This is a band worth checking out especially all you musicians out there. Magnetico is a band packed to the brim with talent. First of all you have Chris Cornell/Vertical Horizon’s bass player and P!nk/Ozomatl’s drummer, creating a pretty solid foundation. The cherry on top is Rafael Moreira, lead guitarist for the House Band for CBS’s Rock Star: INXS and Rock Star: Supernova and touring guitarist for Paul Stanley (KISS), P!nk, Don Felder (The Eagles), Christina Aguilera, Steven Tyler (Aerosmith), Stevie Wonder, Dave Navarro, Natasha Bedingfield, Tommy Lee, Sheryl Crow, Melissa Etheridge and more.
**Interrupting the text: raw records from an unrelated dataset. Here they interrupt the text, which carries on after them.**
use std::path::PathBuf;

use bootline_core::state::Stage;
use clap::{Parser, Subcommand};

/// bootline - provision a Python ASGI service at build time, launch it at start time
#[derive(Parser, Debug)]
#[command(name = "bootline")]
#[command(author, version, about, long_about = None)]
pub struct Cli {
    /// Recipe file (default: BOOTLINE_RECIPE, then bootline.yaml in the current directory)
    #[arg(long, global = true, value_name = "FILE")]
    pub recipe: Option<PathBuf>,

    /// Debug-level logging for all bootline crates
    #[arg(short, long, global = true)]
    pub verbose: bool,

    #[command(subcommand)]
    pub command: Commands,
}

#[derive(Subcommand, Debug)]
pub enum Commands {
    /// Install dependencies, provision the toolchain and assemble artifacts
    Build {
        /// Stage to skip (repeatable or comma-separated)
        #[arg(long, value_name = "STAGE", value_delimiter = ',')]
        skip: Vec<Stage>,
    },

    /// Run preflight checks and exec into the ASGI server
    Launch {
        /// Listening port (default: PORT, then 8080)
        #[arg(long)]
        port: Option<u16>,

        /// Idle keep-alive timeout in seconds passed to the server
        #[arg(long, value_name = "SECS")]
        keep_alive: Option<u64>,

        /// Entry point as `module.path:object`
        #[arg(long, value_name = "ENTRY")]
        entry: Option<String>,

        /// Print the server command instead of running it (skips import and port probes)
        #[arg(long)]
        dry_run: bool,
    },

    /// Show which build stages would run, without running them
    Plan {
        /// Stage to skip (repeatable or comma-separated)
        #[arg(long, value_name = "STAGE", value_delimiter = ',')]
        skip: Vec<Stage>,

        /// Machine-readable output
        #[arg(long)]
        json: bool,
    },

    /// Report whether the environment has a valid ready marker
    Status {
        /// Print the ready marker as JSON
        #[arg(long)]
        json: bool,
    },

    /// Print a container recipe that runs `bootline build` and `bootline launch`
    Render,
}

#[cfg(test)]
mod tests {
    use super::*;

    #[test]
    fn test_build_skip_accepts_comma_list() {
        let cli = Cli::try_parse_from(["bootline", "build", "--skip", "toolchain,node-deps"]).unwrap();
        match cli.command {
            Commands::Build { skip } => assert_eq!(skip, vec![Stage::Toolchain, Stage::NodeDeps]),
            other => panic!("unexpected command: {other:?}"),
        }
    }

    #[test]
    fn test_unknown_stage_rejected() {
        assert!(Cli::try_parse_from(["bootline", "build", "--skip", "deploy"]).is_err());
    }

    #[test]
    fn test_launch_flags_and_global_recipe() {
        let cli = Cli::try_parse_from([
            "bootline",
            "launch",
            "--port",
            "5000",
            "--keep-alive",
            "120",
            "--recipe",
            "deploy/bootline.yaml",
        ])
        .unwrap();
        assert_eq!(cli.recipe, Some(PathBuf::from("deploy/bootline.yaml")));
        match cli.command {
            Commands::Launch {
                port, keep_alive, dry_run, ..
            } => {
                assert_eq!(port, Some(5000));
                assert_eq!(keep_alive, Some(120));
                assert!(!dry_run);
            }
            other => panic!("unexpected command: {other:?}"),
        }
    }
}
I find it hard to believe that they’re still unsigned, but I suspect that they won’t be for long. Rafael Moreira’s talent on guitar is amazing on the album. I can only imagine what it is like live. His shredding is quick and limber but doesn’t aim to be shredding for shredding’s sake. Each guitar solo is thoughtful nestled in each song and enhances the song without getting too egotistical.
Magnetico’s latest album Songs About the World, is a well-made and carefully-crafted record. With every listen, I was uncovering different parts, a harmony I overlooked here, a guitar part hiding in the background there. The attention to detail is incredible.
My favorite tracks are “Avalanche” and “The Emperor,” but everything is pretty strong. I could have done without “Santa Claus is a Lie” and “Killer Girl.” Musically, they’re still rockin’, but the lyrics leave more to be desired. “Letter For a Friend” is another great track, but I find it takes a few more listens than the other songs before the heavier message hits you. Going back to “Avalanche,” that’s another song with a deeper meaning. Apparently, it’s about cocaine? But you wouldn’t know it after the first listen. Actually, you would have probably never figured it out unless I told you, so there are potentially deeper messages in the other songs as well. Always a good thing.
The one thing I wish this album would do is take some risks. Sure, there aren’t that many guitar virtuosos and good-old-fashion rock bands, so Magnetico’s mere choosing this path is commendable, but maybe those bands of yore aren’t around for a reason. I wonder if perhaps the age of wicked guitar solos is over, who knows. My metalhead friends would argue otherwise but I still think that they have to inject something different into the formula. Well, something a little more obvious than subversive meanings in their songs.